## Extract: Process to pull data from Source system
## Load: Process to write data to a destination system

### Common upstream & downstream systems
- **OLTP Databases: Postgres, MySQL, sqlite3, etc**
- **OLAP Databases: Snowflake, BigQuery, Clickhouse, DuckDB, etc**
- **Cloud data storage: AWS S3, GCP Cloud Store, Minio, etc**
- **Queue systems: Kafka, Redpanda, etc**
- **API**
- **Local disk: csv, excel, json, xml files**
- **SFTP\FTP server**

### Databases
When reading or writing to a database we use a database driver. Database drivers are libraries that we can use to read or write to a database.


- #### Question: How do you read data from a sqlite3 database and write to a DuckDB database?
- Hint: Look at importing the database libraries for sqlite3 and duckdb and create connections to talk to the respective databases

DuckDB is an in-process SQL OLAP database management system that can be used directly within a Python environment. It allows us to efficiently query large datasets without the need for a separate database server.

In [20]:
import sqlite3

# Connect to an SQLite database (or create it if it doesn't exist)
conn = sqlite3.connect('2-entertainment.db')

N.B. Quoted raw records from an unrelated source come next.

//! Cutting a trie into a prefix and a suffix (spec.md §4.5). Implemented
//! as two independent single-sided cuts rather than one dual-fork descent
//! — `prefix` only depends on `lo`, `suffix` only on `hi`, so splitting the
//! walk in two is equivalent and considerably simpler to get right, at
//! the cost of walking the shared upper spine twice instead of once.
//! Both cuts stay `O(log n)`, so the combined split remains `O(log n)`.

use std::rc::Rc;

use arrayvec::ArrayVec;

use super::{radix_slot, Branch, Node, SHIFT, SPAN};

fn locate<T: Clone>(branch: &Branch<T>, shift: usize, index: usize) -> (usize, usize) {
    let guess = radix_slot(index, shift);
    match &branch.sizes {
        Some(table) => table.locate(index, guess),
        None => (guess, index - guess * super::full_size(shift - SHIFT)),
    }
}

/// Elements `[0, idx)` of the subtree rooted at `node` (which addresses
/// `node.len(shift)` elements in total).
pub(crate) fn cut_left<T: Clone>(
    node: Option<&Rc<Node<T>>>,
    shift: usize,
    idx: usize,
) -> Option<Rc<Node<T>>> {
    let node = node?;
    if idx == 0 {
        return None;
    }
    if idx >= node.len(shift) {
        return Some(node.clone());
    }
    match node.as_ref() {
        Node::Leaf(l) => {
            let mut new_leaf: super::Leaf<T> = ArrayVec::new();
            new_leaf.extend(l[..idx].iter().cloned());
            Some(Rc::new(Node::Leaf(new_leaf)))
        }
        Node::Branch(b) => {
            let child_shift = shift - SHIFT;
            let (slot, local) = locate(b, shift, idx - 1);
            let mut new_children: ArrayVec<Rc<Node<T>>, SPAN> = ArrayVec::new();
            for child in &b.children[..slot] {
                new_children.push(child.clone());
            }
            let boundary = cut_left(Some(&b.children[slot]), child_shift, local + 1)
                .expect("boundary child always keeps at least one element");
            new_children.push(boundary);
            Some(Rc::new(Node::Branch(Branch::from_children(
                shift,
                new_children,
            ))))
        }
    }
}

/// Elements `[idx, len)` of the subtree rooted at `node`.
pub(crate) fn cut_right<T: Clone>(
    node: Option<&Rc<Node<T>>>,
    shift: usize,
    idx: usize,
) -> Option<Rc<Node<T>>> {
    let node = node?;
    if idx == 0 {
        return Some(node.clone());
    }
    if idx >= node.len(shift) {
        return None;
    }
    match node.as_ref() {
        Node::Leaf(l) => {
            let mut new_leaf: super::Leaf<T> = ArrayVec::new();
            new_leaf.extend(l[idx..].iter().cloned());
            Some(Rc::new(Node::Leaf(new_leaf)))
        }
        Node::Branch(b) => {
            let child_shift = shift - SHIFT;
            let (slot, local) = locate(b, shift, idx);
            let mut new_children: ArrayVec<Rc<Node<T>>, SPAN> = ArrayVec::new();
            let boundary = cut_right(Some(&b.children[slot]), child_shift, local)
                .expect("boundary child always keeps at least one element");
            new_children.push(boundary);
            for child in &b.children[slot + 1..] {
                new_children.push(child.clone());
            }
            Some(Rc::new(Node::Branch(Branch::from_children(
                shift,
                new_children,
            ))))
        }
    }
}

/// Splits `[0, lo)` / `[hi, len)` out of `root`, discarding `[lo, hi)`.
pub(crate) fn split_discard<T: Clone>(
    root: Option<Rc<Node<T>>>,
    shift: usize,
    lo: usize,
    hi: usize,
) -> (Option<Rc<Node<T>>>, Option<Rc<Node<T>>>) {
    let prefix = cut_left(root.as_ref(), shift, lo);
    let suffix = cut_right(root.as_ref(), shift, hi);
    (prefix, suffix)
}

/// Extracts just `[lo, hi)` out of `root`, discarding both edges.
pub(crate) fn extract_range<T: Clone>(
    root: Option<Rc<Node<T>>>,
    shift: usize,
    lo: usize,
    hi: usize,
) -> Option<Rc<Node<T>>> {
    let prefix = cut_left(root.as_ref(), shift, hi);
    cut_right(prefix.as_ref(), shift, lo)
}

#[cfg(test)]
mod tests {
    use super::*;
    use crate::trie::bulk::{bulk_append, SrcMode};
    use crate::trie::Leaf;

    #[test]
    fn split_discard_preserves_element_sequence_on_either_side() {
        let src: Vec<i32> = (0..500).collect();
        let (root, shift, _tail) = bulk_append(None, 0, Leaf::new(), &src, SrcMode::AlwaysEmptySrc);
        let (prefix, suffix) = split_discard(root, shift, 100, 400);
        let prefix_len = prefix.as_ref().map_or(0, |r| r.len(shift));
        let suffix_len = suffix.as_ref().map_or(0, |r| r.len(shift));
        assert_eq!(prefix_len, 100);
        assert_eq!(suffix_len, 100);
    }

    #[test]
    fn extract_range_keeps_only_the_middle_slice() {
        let src: Vec<i32> = (0..500).collect();
        let (root, shift, _tail) = bulk_append(None, 0, Leaf::new(), &src, SrcMode::AlwaysEmptySrc);
        let middle = extract_range(root, shift, 100, 400);
        assert_eq!(middle.as_ref().unwrap().len(shift), 300);
    }
}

# Create a cursor object using the cursor() method
cursor = conn.cursor()

# Create table
cursor.execute('''CREATE TABLE IF NOT EXISTS movies
            (title, year, score)''')

# Insert a row of data
data = [
    ('Monty Python and the Holy Grail', 1975, 8.2),
    ('And Now for Something Completely Different', 1971, 7.5), 
    ('Sopranos', 2001, 9.9),
    ('Breaking Bad', 2008, 9.8),
    ('Vikings', 2014, 9)
]
cursor.executemany("INSERT INTO movies VALUES(?, ?, ?)", data)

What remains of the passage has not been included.